MANILA, 12 March 2021 — During the 1st Meeting of the Cabinet Cluster on Climate Change Adaptation, Mitigation and Disaster Risk Reduction (CCAM-DRR) Technical Working Group (TWG) on Circular Economy, Sustainable Consumption and Production, and Single-Use Plastics, the Climate Change Commission (CCC) recommended that the preferred approach of waste avoidance and reduction include the phasing out of single-use plastics.
“There is broad support for the campaign because we have at least 489 cities, municipalities, and provinces banning and regulating single-use plastics. A national ban is urgent to support our programs on climate-resilient recovery and environmental conservation, and to reduce our country’s growing carbon footprint,” said CCC Commissioner Rachel Herrera.
Government agencies presented ongoing initiatives and studies done with development and private sectors, which was created following the presentation to the Cabinet Cluster of the Resolution “Adopting the Principles of Sustainable Consumption and Production, Towards Regulation and Phaseout of Single-Use Plastics and a Responsible Transition to the Use of Environment-Friendly Products” on January 27, 2021. The meeting was held to align and consolidate sustainability and resilience efforts within the government.
“Indeed, plastic pollution is a public health, waste management, and climate change concern. And this really underscores the urgent need to promote circular economy and sustainable consumption and production in our governance and societal systems,” said Assistant Director Vizminda Osorio of the Department of Environment and Natural Resources - Environment and Management Bureau (DENR-EMB), who chaired the TWG meeting.
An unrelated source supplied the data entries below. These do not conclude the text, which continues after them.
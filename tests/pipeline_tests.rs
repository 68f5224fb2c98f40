//! End-to-end tests for the analysis pipeline
//!
//! Drives `analyze` over small in-memory projects and checks the parsed
//! units, both graphs and the synthesized diagrams together.

use pretty_assertions::assert_eq;
use vespucci::{
    analyze, AnalysisConfig, DiagramType, Language, ParseStrategy, ParserRegistry, SourceInput,
    UnitType,
};

fn typescript_project() -> Vec<SourceInput> {
    vec![
        SourceInput::new(
            "a.ts",
            "import { baz } from './b';\n\nclass Foo {\n  bar() { baz() }\n}\n\nclass Qux extends Foo {\n  run() { this.bar(); }\n}\n",
        ),
        SourceInput::new("b.ts", "export function baz() {}\n"),
    ]
}

#[test]
fn test_typescript_cross_file_links() {
    let analysis = analyze(&typescript_project(), &ParserRegistry::new(), &AnalysisConfig::default());

    let a = analysis.file("a.ts").unwrap();
    assert_eq!(a.strategy, ParseStrategy::Grammar);
    assert_eq!(a.imports.len(), 1);
    let classes: Vec<&str> = a.classes.iter().map(|c| c.name.as_str()).collect();
    assert_eq!(classes, vec!["Foo", "Qux"]);
    assert_eq!(a.classes[0].children[0].qualified_name, "Foo.bar");
    assert_eq!(a.classes[0].children[0].unit_type, UnitType::Method);

    assert_eq!(analysis.call_graph.callees("a.ts:Foo.bar"), ["b.ts:baz"]);
    assert_eq!(analysis.call_graph.callees("a.ts:Qux.run"), ["a.ts:Foo.bar"]);
    assert_eq!(analysis.import_graph.dependencies("a.ts"), ["b.ts"]);
    assert!(analysis.import_graph.dependencies("b.ts").is_empty());

    let class_diagram = analysis
        .diagrams
        .iter()
        .find(|d| d.diagram_type == DiagramType::ClassHierarchy)
        .expect("class diagram for two classes");
    assert!(class_diagram.body.starts_with("classDiagram\n"));
    assert!(class_diagram.body.contains("    class Foo {\n        +bar()\n    }\n"));
    assert!(class_diagram.body.contains("    Foo <|-- Qux\n"));
}

#[test]
fn test_analysis_is_deterministic() {
    let registry = ParserRegistry::new();
    let config = AnalysisConfig::default();
    let first = analyze(&typescript_project(), &registry, &config);
    let second = analyze(&typescript_project(), &registry, &config);
    assert_eq!(first, second);

    let single = AnalysisConfig {
        workers: Some(1),
        ..AnalysisConfig::default()
    };
    assert_eq!(first, analyze(&typescript_project(), &registry, &single));
}

#[test]
fn test_unit_ids_stable_and_path_scoped() {
    let registry = ParserRegistry::new();
    let config = AnalysisConfig::default();
    let source = "def f():\n    pass\n";

    let one = analyze(&[SourceInput::new("x/m.py", source)], &registry, &config);
    let two = analyze(&[SourceInput::new("x/m.py", source)], &registry, &config);
    let moved = analyze(&[SourceInput::new("y/m.py", source)], &registry, &config);

    let id = |a: &vespucci::Analysis| a.files[0].functions[0].unit_id.clone();
    assert_eq!(id(&one), id(&two));
    assert_ne!(id(&one), id(&moved));
}

#[test]
fn test_forced_fallback_keeps_structure() {
    let inputs = vec![SourceInput::new(
        "svc.py",
        "class Service:\n    def start(self):\n        self.load()\n\n    def load(self):\n        pass\n\ndef main():\n    Service().start()\n",
    )];
    let config = AnalysisConfig::default();

    let grammar = analyze(&inputs, &ParserRegistry::new(), &config);
    let fallback = analyze(&inputs, &ParserRegistry::new().without(Language::Python), &config);

    assert_eq!(grammar.files[0].strategy, ParseStrategy::Grammar);
    assert_eq!(fallback.files[0].strategy, ParseStrategy::Indentation);
    assert!(fallback.files[0].parse_success);

    let names = |a: &vespucci::Analysis| -> Vec<String> {
        a.files[0].units().map(|u| u.qualified_name.clone()).collect()
    };
    assert_eq!(names(&grammar), names(&fallback));
    assert_eq!(
        fallback.call_graph.callees("svc.py:Service.start"),
        ["svc.py:Service.load"]
    );
}

#[test]
fn test_empty_registry_still_yields_units() {
    let inputs = vec![
        SourceInput::new("lib.rs", "fn alpha() {}\n\nfn beta() {\n    alpha();\n}\n"),
        SourceInput::new("notes.md", "# Notes\n"),
    ];
    let analysis = analyze(&inputs, &ParserRegistry::empty(), &AnalysisConfig::default());

    assert_eq!(analysis.files[0].strategy, ParseStrategy::Brace);
    let names: Vec<&str> = analysis.files[0].functions.iter().map(|u| u.name.as_str()).collect();
    assert_eq!(names, vec!["alpha", "beta"]);
    assert_eq!(analysis.call_graph.callees("lib.rs:beta"), ["lib.rs:alpha"]);

    assert_eq!(analysis.files[1].strategy, ParseStrategy::WholeFile);
    assert_eq!(analysis.files[1].total_units(), 1);
}

#[test]
fn test_multi_language_summary() {
    let inputs = vec![
        SourceInput::new("src/main.rs", "fn main() {\n    run();\n}\n\nfn run() {}\n"),
        SourceInput::new("tools/gen.py", "def gen():\n    pass\n"),
        SourceInput::new("App.java", "public class App {\n    void go() {}\n}\n"),
        SourceInput::new("cmd/server.go", "package main\n\nfunc Serve() {\n}\n"),
        SourceInput::new("lib/tasks.rb", "def task\n  1\nend\n"),
        SourceInput::new("script", "def hinted():\n    pass\n").with_hint("python"),
    ];
    let analysis = analyze(&inputs, &ParserRegistry::new(), &AnalysisConfig::default());
    let summary = analysis.summary();

    assert_eq!(summary.files, 6);
    assert_eq!(summary.languages.get("rust"), Some(&1));
    assert_eq!(summary.languages.get("python"), Some(&2));
    assert_eq!(summary.languages.get("java"), Some(&1));
    assert_eq!(summary.languages.get("go"), Some(&1));
    assert_eq!(summary.languages.get("ruby"), Some(&1));
    assert_eq!(summary.failed_parses, 0);

    assert_eq!(analysis.file("script").unwrap().strategy, ParseStrategy::Grammar);
    assert_eq!(analysis.file("cmd/server.go").unwrap().strategy, ParseStrategy::Brace);
    assert_eq!(analysis.file("lib/tasks.rb").unwrap().strategy, ParseStrategy::WholeFile);
    assert!(analysis.files.iter().all(|f| f.total_units() >= 1));
}

#[test]
fn test_json_round_trip_of_analysis() {
    let analysis = analyze(&typescript_project(), &ParserRegistry::new(), &AnalysisConfig::default());
    let json = serde_json::to_string(&analysis).unwrap();
    let back: vespucci::Analysis = serde_json::from_str(&json).unwrap();
    assert_eq!(analysis, back);
}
“For DENR, strategies and programmatic activities for the prevention, reduction, and management of marine litter have been set. Our overarching goal is to have zero waste in Philippine waters by 2040 through responsibility and accountability,” Dir. Osorio added as she presented the National Plan of Action for the Prevention, Reduction and Management of Marine Litter under their review.
Undersecretary Mercedita Sombilla of the National Economic and Development Authority (NEDA) said that “the implementation of the national action plan will require multi-stakeholder collaboration, adding that, “There is a need for legislative reforms on food and electronic waste management, extended producer responsibility and sustainable public procurement. Electronic waste is especially relevant with the increased demand for electronics during the pandemic quarantine.”
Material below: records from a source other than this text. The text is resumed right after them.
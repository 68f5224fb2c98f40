//! Analyze and diagrams command implementations
//!
//! Both scan a root directory, run the full pipeline, and differ only in
//! what they print.

use anyhow::{Context, Result};
use indicatif::{ProgressBar, ProgressStyle};
use std::path::{Path, PathBuf};
use tracing::warn;
use vespucci::output::{
    generate_execution_id, output_json, render_diagrams, render_summary, AnalyzeResponse,
    DiagramsResponse, JsonResponse, OutputFormat,
};
use vespucci::{analyze, scan_directory, Analysis, AnalysisConfig, ParserRegistry};

/// Explicit `--config`, else `vespucci.toml` under the root, else defaults.
pub fn load_config(root: &Path, config_path: Option<&PathBuf>) -> Result<AnalysisConfig> {
    match config_path {
        Some(path) => AnalysisConfig::load(path)
            .with_context(|| format!("failed to load config {}", path.display())),
        None => AnalysisConfig::discover(root)
            .with_context(|| format!("failed to load config under {}", root.display())),
    }
}

fn scan_and_analyze(root: &Path, config: &AnalysisConfig, show_progress: bool) -> Result<Analysis> {
    let bar = if show_progress {
        ProgressBar::new(0)
    } else {
        ProgressBar::hidden()
    };
    bar.set_style(
        ProgressStyle::default_bar()
            .template("{spinner:.green} [{elapsed_precise}] [{bar:40.cyan/blue}] {pos}/{len} reading")
            .context("invalid progress template")?
            .progress_chars("#>-"),
    );
    let progress = |current: usize, total: usize| {
        bar.set_length(total as u64);
        bar.set_position(current as u64);
    };
    let scan = scan_directory(root, Some(&progress))
        .with_context(|| format!("failed to scan {}", root.display()))?;
    bar.finish_and_clear();

    if scan.skipped_non_utf8 > 0 || scan.unreadable > 0 {
        warn!(
            non_utf8 = scan.skipped_non_utf8,
            unreadable = scan.unreadable,
            "some files were skipped"
        );
    }
    Ok(analyze(&scan.inputs, &ParserRegistry::new(), config))
}

pub fn run_analyze(root: &Path, config_path: Option<&PathBuf>, output_format: OutputFormat) -> Result<()> {
    let config = load_config(root, config_path)?;
    let analysis = scan_and_analyze(root, &config, output_format == OutputFormat::Human)?;
    let summary = analysis.summary();

    match output_format {
        OutputFormat::Human => {
            print!("{}", render_summary(&summary));
            if !analysis.diagrams.is_empty() {
                println!();
                print!("{}", render_diagrams(&analysis.diagrams));
            }
        }
        OutputFormat::Json | OutputFormat::Pretty => {
            let response = AnalyzeResponse {
                summary,
                analysis: &analysis,
            };
            output_json(&JsonResponse::new(response, &generate_execution_id()), output_format)?;
        }
    }
    Ok(())
}

pub fn run_diagrams(root: &Path, config_path: Option<&PathBuf>, output_format: OutputFormat) -> Result<()> {
    let config = load_config(root, config_path)?;
    let analysis = scan_and_analyze(root, &config, output_format == OutputFormat::Human)?;

    match output_format {
        OutputFormat::Human => {
            if analysis.diagrams.is_empty() {
                eprintln!("No diagrams: not enough structure found under {}", root.display());
            } else {
                print!("{}", render_diagrams(&analysis.diagrams));
            }
        }
        OutputFormat::Json | OutputFormat::Pretty => {
            let response = DiagramsResponse {
                diagrams: &analysis.diagrams,
            };
            output_json(&JsonResponse::new(response, &generate_execution_id()), output_format)?;
        }
    }
    Ok(())
}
For Undersecretary Ruth Castelo of the Department of Trade and Industries-Consumer Protection Group (DTI-CPG), making everybody understand the problem of plastic pollution is imperative. “It is the mindset that we need to change. We have expressed that doing away with single-use plastics needs to be included in the Department of Education’s curriculum so we can shape the mindset of young Filipinos. Every member of the community including the youth must do something about plastic waste,” said DTI Usec. Castelo.
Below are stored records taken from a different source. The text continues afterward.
//! Error types for parsing and configuration.
//!
//! None of these escape [`crate::pipeline::analyze`]; parse errors are
//! recorded on the file they concern and the fallback takes over.

use std::path::PathBuf;

use crate::error_codes::*;
use crate::ingest::detect::Language;

/// Grammar-level failure for one file.
#[derive(Debug, Clone, PartialEq, Eq, thiserror::Error)]
pub enum ParseError {
    #[error("no grammar available for {0}")]
    GrammarUnavailable(Language),

    #[error("failed to load {language} grammar: {reason}")]
    GrammarLoad { language: Language, reason: String },

    #[error("parser produced no tree")]
    NoTree,

    #[error("node span {start}..{end} is not valid in {path}")]
    InvalidSpan {
        path: String,
        start: usize,
        end: usize,
    },

    #[error("nesting deeper than {0} levels")]
    DepthExceeded(usize),
}

impl ParseError {
    /// Stable error code for this failure.
    pub fn code(&self) -> &'static str {
        match self {
            ParseError::GrammarUnavailable(_) => VSP_GRM_001_UNAVAILABLE,
            ParseError::GrammarLoad { .. } => VSP_GRM_002_LOAD_FAILED,
            ParseError::NoTree => VSP_PRS_001_NO_TREE,
            ParseError::InvalidSpan { .. } => VSP_PRS_002_INVALID_SPAN,
            ParseError::DepthExceeded(_) => VSP_PRS_003_DEPTH_EXCEEDED,
        }
    }

    /// `"VSP-PRS-001: parser produced no tree"`
    pub fn coded_message(&self) -> String {
        format!("{}: {}", self.code(), self)
    }

    /// Unavailability is routing, not failure.
    pub fn is_unavailable(&self) -> bool {
        matches!(self, ParseError::GrammarUnavailable(_))
    }
}

/// Configuration loading failure.
#[derive(Debug, thiserror::Error)]
pub enum ConfigError {
    #[error("{}: cannot read {path}: {source}", VSP_CFG_001_IO)]
    Io {
        path: PathBuf,
        #[source]
        source: std::io::Error,
    },

    #[error("{}: invalid configuration: {0}", VSP_CFG_002_INVALID_TOML)]
    Toml(#[from] toml::de::Error),
}

#[cfg(test)]
mod tests {
    use super::*;

    #[test]
    fn test_coded_message_prefix() {
        let err = ParseError::NoTree;
        assert_eq!(err.coded_message(), "VSP-PRS-001: parser produced no tree");

        let err = ParseError::GrammarUnavailable(Language::Go);
        assert!(err.coded_message().starts_with("VSP-GRM-001: "));
        assert!(err.coded_message().contains("go"));
    }

    #[test]
    fn test_only_unavailable_is_routing() {
        assert!(ParseError::GrammarUnavailable(Language::Ruby).is_unavailable());
        assert!(!ParseError::DepthExceeded(8).is_unavailable());
        assert!(!ParseError::GrammarLoad {
            language: Language::Rust,
            reason: "abi".into()
        }
        .is_unavailable());
    }

    #[test]
    fn test_invalid_span_display() {
        let err = ParseError::InvalidSpan {
            path: "a.rs".into(),
            start: 4,
            end: 2,
        };
        assert_eq!(err.code(), VSP_PRS_002_INVALID_SPAN);
        assert_eq!(err.to_string(), "node span 4..2 is not valid in a.rs");
    }
}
The Department of Science and Technology (DOST) also conveyed their support and offered to provide the science and development of technologies. They shared their formation of an Environment Protection Committee and Technical Working Group to provide business management policies relevant to clean businesses.
The Office of the Cabinet Secretariat will look into a mechanism to ensure the effective implementation of each agency's plans and programs.
With support from the Department of Finance, experts from the World Bank (WB) were also asked to share their studies on plastic pollution in the Philippines, particularly the Top 10 plastics flowing through the Pasig River, and their insights on the formation of a Roadmap Towards Zero Single-Use Plastics in the country.
“The Philippines is significantly impacted by plastics pollution, but is now starting to take concrete actions to combat it. The Pasig River alone is one of the top 10 plastics polluted rivers in the world and is accompanied by a lot of health issues, repercussions in terms of economic loss,” said the WB Environment, Natural Resources and Blue Economy Global Practice team led by Anjali Acharya and Junu Shrestha.
“Our plastic diagnostics study showed that plastic pollution in different sites along the Pasig River have different compositions. If we were to target reduction policies, having policies targeted on these plastics, we can identify what plastics to focus on,” the team added.
Another upcoming World Bank study on the markets of plastic circularity showed that a striking 79% of all resin materials or recyclable plastic value is lost, highlighting opportunities for creating value from these materials that are normally considered “waste.”
The meeting ended with expressions of support from the different agencies to the proposed Roadmap and an agreement to set technical meetings to further streamline programs, initiatives and advocacy narratives.